Annie Ernaux dit la douleur d’être celle qui reste, celle qui remplace. « A la fin, elle dit (en parlant de sa mère qu’elle entend par hasard, étant enfant) de toi elle est plus gentille que celle-là. » « Je suis venue au monde parce que tu es morte et je t’ai remplacée » « Les parents d’un enfant mort ne savent pas ce que leur douleur fait à celui qui est vivant. »
Annie Ernaux se pose plus de question, qu’elle ne trouve de réponses .Il y a tout le poids des non dits de cette époque. Elle savait, pour sa sœur, mais n’en a jamais rien dit à ses parents. Chacun a fait comme si l’autre ne savait pas. « Me conforter à leur désir de mon ignorance de toi. »

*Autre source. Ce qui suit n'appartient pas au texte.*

// ============================================================================
//  CLEAN MODULE BOUNDARIES
// ============================================================================

//! Core domain layer for Cradle.
//!
//! This module contains pure business logic. All I/O, template rendering, and
//! external processes are reached through ports (traits) defined in the
//! application layer.
//!
//! ## Hexagonal Architecture Compliance
//!
//! - **No async**: Domain logic is synchronous
//! - **No I/O**: No filesystem, network, or external calls
//! - **Few crates**: std + thiserror + serde/serde_json for the JSON data model
//! - **Immutable entities**: the metadata context is never mutated in place
//!
// Public API - what the world sees
pub mod entities;
pub mod error;
pub mod manifest;
pub mod providers;
pub mod value_objects;

// Private implementation details - not visible outside domain
mod validation;

// Re-exports for convenience
pub use entities::{
    Helper, HelperSet, LibrarySpec, Metadata, PackageRecord, PackageSpec, PackageSpecBuilder,
    RelativePath, TemplateId, TemplateMap, TemplateMapEntry, Versions,
};

pub use error::{DomainError, ErrorCategory};

pub use manifest::{CANONICAL_KEYS, ManifestStage};

pub use providers::{Provider, ProviderDef, ProviderKind};

pub use value_objects::{CachePolicy, CiProvider, Lang, ModuleType, PlatformPreset};

pub use validation::DomainValidator;
//! Application layer errors.
//!
//! These errors represent failures in orchestration: templates that cannot
//! be found or rendered, manifests that do not parse, collaborators that
//! fail. Rule violations are `DomainError` from `crate::domain`.

use std::path::PathBuf;
use thiserror::Error;

use crate::domain::ManifestStage;
use crate::error::ErrorCategory;

/// Errors that occur during application orchestration.
#[derive(Debug, Error, Clone)]
pub enum ApplicationError {
    /// No template source is registered under this id.
    #[error("Template not found: {id}")]
    TemplateNotFound { id: String },

    /// The template exists but rendering it failed.
    #[error("Failed to render template '{id}': {reason}")]
    TemplateRender { id: String, reason: String },

    /// A manifest fragment, or the enriched manifest, is not valid.
    #[error("Manifest is corrupt at the {stage} stage: {reason}")]
    ManifestCorrupt { stage: ManifestStage, reason: String },

    /// The external enrichment step failed or left no manifest behind.
    #[error("Manifest enrichment failed: {reason}")]
    EnrichmentFailed { reason: String },

    /// Writing an output file failed.
    #[error("Failed to write {path}: {reason}")]
    FileWrite { path: PathBuf, reason: String },

    /// Reading a file back failed.
    #[error("Failed to read {path}: {reason}")]
    FileRead { path: PathBuf, reason: String },

    /// Target directory already exists.
    #[error("Directory already exists at {path}")]
    ProjectExists { path: PathBuf },

    /// An adapter's internal lock was poisoned.
    #[error("Adapter state lock poisoned")]
    LockPoisoned,
}

impl ApplicationError {
    /// Get user-actionable suggestions.
    pub fn suggestions(&self) -> Vec<String> {
        match self {
            Self::TemplateNotFound { id } => vec![
                format!("No template named '{id}' in the template store"),
                "If you use a custom templates directory, check it contains this file".into(),
            ],
            Self::TemplateRender { id, .. } => vec![
                format!("Template '{id}' references a value that is not available"),
                "Check the template for typos in field names".into(),
            ],
            Self::ManifestCorrupt { stage, .. } => vec![
                format!("The {stage} manifest fragment is not a valid JSON object"),
                "package.json has been left on disk for inspection".into(),
            ],
            Self::EnrichmentFailed { .. } => vec![
                "Ensure npm is installed and in your PATH".into(),
                "Re-run with --yes to skip the interactive questions".into(),
                "package.json has been left on disk; you can finish with `npm init`".into(),
            ],
            Self::FileWrite { path, .. } | Self::FileRead { path, .. } => vec![
                format!("Failed to access: {}", path.display()),
                "Check that you have write permissions".into(),
                "Files written before the failure were left in place".into(),
            ],
            Self::ProjectExists { path } => vec![
                format!("Directory already exists: {}", path.display()),
                "Choose a different package name".into(),
            ],
            Self::LockPoisoned => vec!["This is likely a bug; try again".into()],
        }
    }

    /// Get error category.
    pub fn category(&self) -> ErrorCategory {
        match self {
            Self::TemplateNotFound { .. } => ErrorCategory::NotFound,
            Self::ProjectExists { .. } => ErrorCategory::Validation,
            Self::EnrichmentFailed { .. } => ErrorCategory::External,
            Self::TemplateRender { .. }
            | Self::ManifestCorrupt { .. }
            | Self::FileWrite { .. }
            | Self::FileRead { .. }
            | Self::LockPoisoned => ErrorCategory::Internal,
        }
    }
}
//! Application configuration.
//!
//! [`AppConfig`] is loaded once at startup and passed down by value.  The
//! CLI layer owns config; the core crate never sees it.
//!
//! # Resolution order (highest priority first)
//!
//! 1. CLI flags (handled at the call-site, not here)
//! 2. Environment variables: `CRADLE_` prefix, `__` between sections
//!    (`CRADLE_DEFAULTS__LANG=js`, `CRADLE_ENRICHMENT__PROGRAM=pnpm`)
//! 3. `--config FILE`, or else `.cradle.toml` in the current directory
//!    layered over the per-user config file
//! 4. Built-in defaults (always present)

use std::path::{Path, PathBuf};

use anyhow::Context as _;
use config::{Config, Environment, File};
use serde::{Deserialize, Serialize};

/// File name of a project-local configuration.
pub const LOCAL_CONFIG_FILE: &str = ".cradle.toml";

/// Application configuration.
#[derive(Debug, Clone, Default, PartialEq, Eq, Serialize, Deserialize)]
#[serde(default)]
pub struct AppConfig {
    /// Default values for `cradle new --lib`.
    pub defaults: Defaults,
    /// The package-initialisation tool.
    pub enrichment: EnrichmentConfig,
    /// Template settings.
    pub templates: TemplateConfig,
    /// Output settings.
    pub output: OutputConfig,
}

#[derive(Debug, Clone, PartialEq, Eq, Serialize, Deserialize)]
#[serde(default)]
pub struct Defaults {
    pub lang: String,
    pub module: String,
    /// CI provider tag, or `none`.
    pub ci: String,
    /// Binary cache policy, or `none`.
    pub cache: String,
}

#[derive(Debug, Clone, PartialEq, Eq, Serialize, Deserialize)]
#[serde(default)]
pub struct EnrichmentConfig {
    /// Program run as `<program> init [--yes]`.
    pub program: String,
}

#[derive(Debug, Clone, Default, PartialEq, Eq, Serialize, Deserialize)]
#[serde(default)]
pub struct TemplateConfig {
    /// Directory whose `.hbs` files override the built-in templates.
    pub dir: Option<PathBuf>,
}

#[derive(Debug, Clone, Default, PartialEq, Eq, Serialize, Deserialize)]
#[serde(default)]
pub struct OutputConfig {
    pub no_color: bool,
}

impl Default for Defaults {
    fn default() -> Self {
        Self {
            lang: "ts".into(),
            module: "esm".into(),
            ci: "github".into(),
            cache: "npm".into(),
        }
    }
}

impl Default for EnrichmentConfig {
    fn default() -> Self {
        Self {
            program: "npm".into(),
        }
    }
}

impl AppConfig {
    /// Load configuration from defaults, files and the environment.
    ///
    /// An explicit `config_file` must exist; the implicit locations are
    /// optional.
    pub fn load(config_file: Option<&PathBuf>) -> anyhow::Result<Self> {
        let mut builder = Config::builder().add_source(
            Config::try_from(&Self::default()).context("Failed to seed default configuration")?,
        );

        builder = match config_file {
            Some(path) => builder.add_source(File::from(path.as_path()).required(true)),
            None => builder
                .add_source(File::from(Self::config_path().as_path()).required(false))
                .add_source(File::from(Path::new(LOCAL_CONFIG_FILE)).required(false)),
        };

        builder
            .add_source(
                Environment::with_prefix("CRADLE")
                    .prefix_separator("_")
                    .separator("__"),
            )
            .build()
            .context("Failed to read configuration")?
            .try_deserialize()
            .context("Invalid configuration")
    }

    /// Path to the per-user configuration file.
    ///
    /// Uses `directories::ProjectDirs` for cross-platform correctness,
    /// falling back to `.cradle.toml` in the current directory.
    pub fn config_path() -> PathBuf {
        directories::ProjectDirs::from("dev", "cradle", "cradle")
            .map(|d| d.config_dir().join("config.toml"))
            .unwrap_or_else(|| PathBuf::from(LOCAL_CONFIG_FILE))
    }

    /// Look up a dotted key such as `defaults.lang`.
    ///
    /// Returns `None` for unknown keys and for whole sections.
    pub fn get(&self, key: &str) -> Option<String> {
        let tree = serde_json::to_value(self).ok()?;
        let value = key
            .split('.')
            .try_fold(&tree, |node, part| node.get(part))?;

        match value {
            serde_json::Value::Object(_) => None,
            serde_json::Value::Null => Some(String::new()),
            serde_json::Value::String(s) => Some(s.clone()),
            other => Some(other.to_string()),
        }
    }
}

#[cfg(test)]
mod tests {
    use std::fs;

    use super::*;

    #[test]
    fn defaults_match_create_flags() {
        let cfg = AppConfig::default();
        assert_eq!(cfg.defaults.lang, "ts");
        assert_eq!(cfg.defaults.ci, "github");
        assert_eq!(cfg.enrichment.program, "npm");
        assert!(cfg.templates.dir.is_none());
    }

    #[test]
    fn explicit_file_overrides_defaults() {
        let dir = tempfile::tempdir().unwrap();
        let path = dir.path().join("cradle.toml");
        fs::write(&path, "[defaults]\nlang = \"js\"\n\n[enrichment]\nprogram = \"pnpm\"\n").unwrap();

        let cfg = AppConfig::load(Some(&path)).unwrap();
        assert_eq!(cfg.defaults.lang, "js");
        assert_eq!(cfg.defaults.module, "esm");
        assert_eq!(cfg.enrichment.program, "pnpm");
    }

    #[test]
    fn missing_explicit_file_is_error() {
        let dir = tempfile::tempdir().unwrap();
        let path = dir.path().join("absent.toml");
        assert!(AppConfig::load(Some(&path)).is_err());
    }

    #[test]
    fn get_reads_dotted_keys() {
        let cfg = AppConfig::default();
        assert_eq!(cfg.get("defaults.cache").as_deref(), Some("npm"));
        assert_eq!(cfg.get("output.no_color").as_deref(), Some("false"));
        assert_eq!(cfg.get("templates.dir").as_deref(), Some(""));
        assert_eq!(cfg.get("defaults"), None);
        assert_eq!(cfg.get("does.not.exist"), None);
    }

    #[test]
    fn round_trips_through_toml() {
        let cfg = AppConfig::default();
        let text = toml::to_string_pretty(&cfg).unwrap();
        assert!(text.contains("[defaults]"));
        assert_eq!(toml::from_str::<AppConfig>(&text).unwrap(), cfg);
    }
}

Cette lettre m’a touchée, émue par moment. J’ai beaucoup d’admiration pour celle ou celui qui avec des mots simples, choisis et forts, sait parler de son intime sans déballage, mais au contraire avec finesse. L’art est difficile, la frontière entre la pudibonderie, et l’étalage indigne est tenue, Annie Ernaux réussi l’exercice avec brio : en dire assez mais pas trop, avec élégance. Il y a quelques années, j’avais été un peu déroutée par son écriture ; je me remettrai à l’ouvrage.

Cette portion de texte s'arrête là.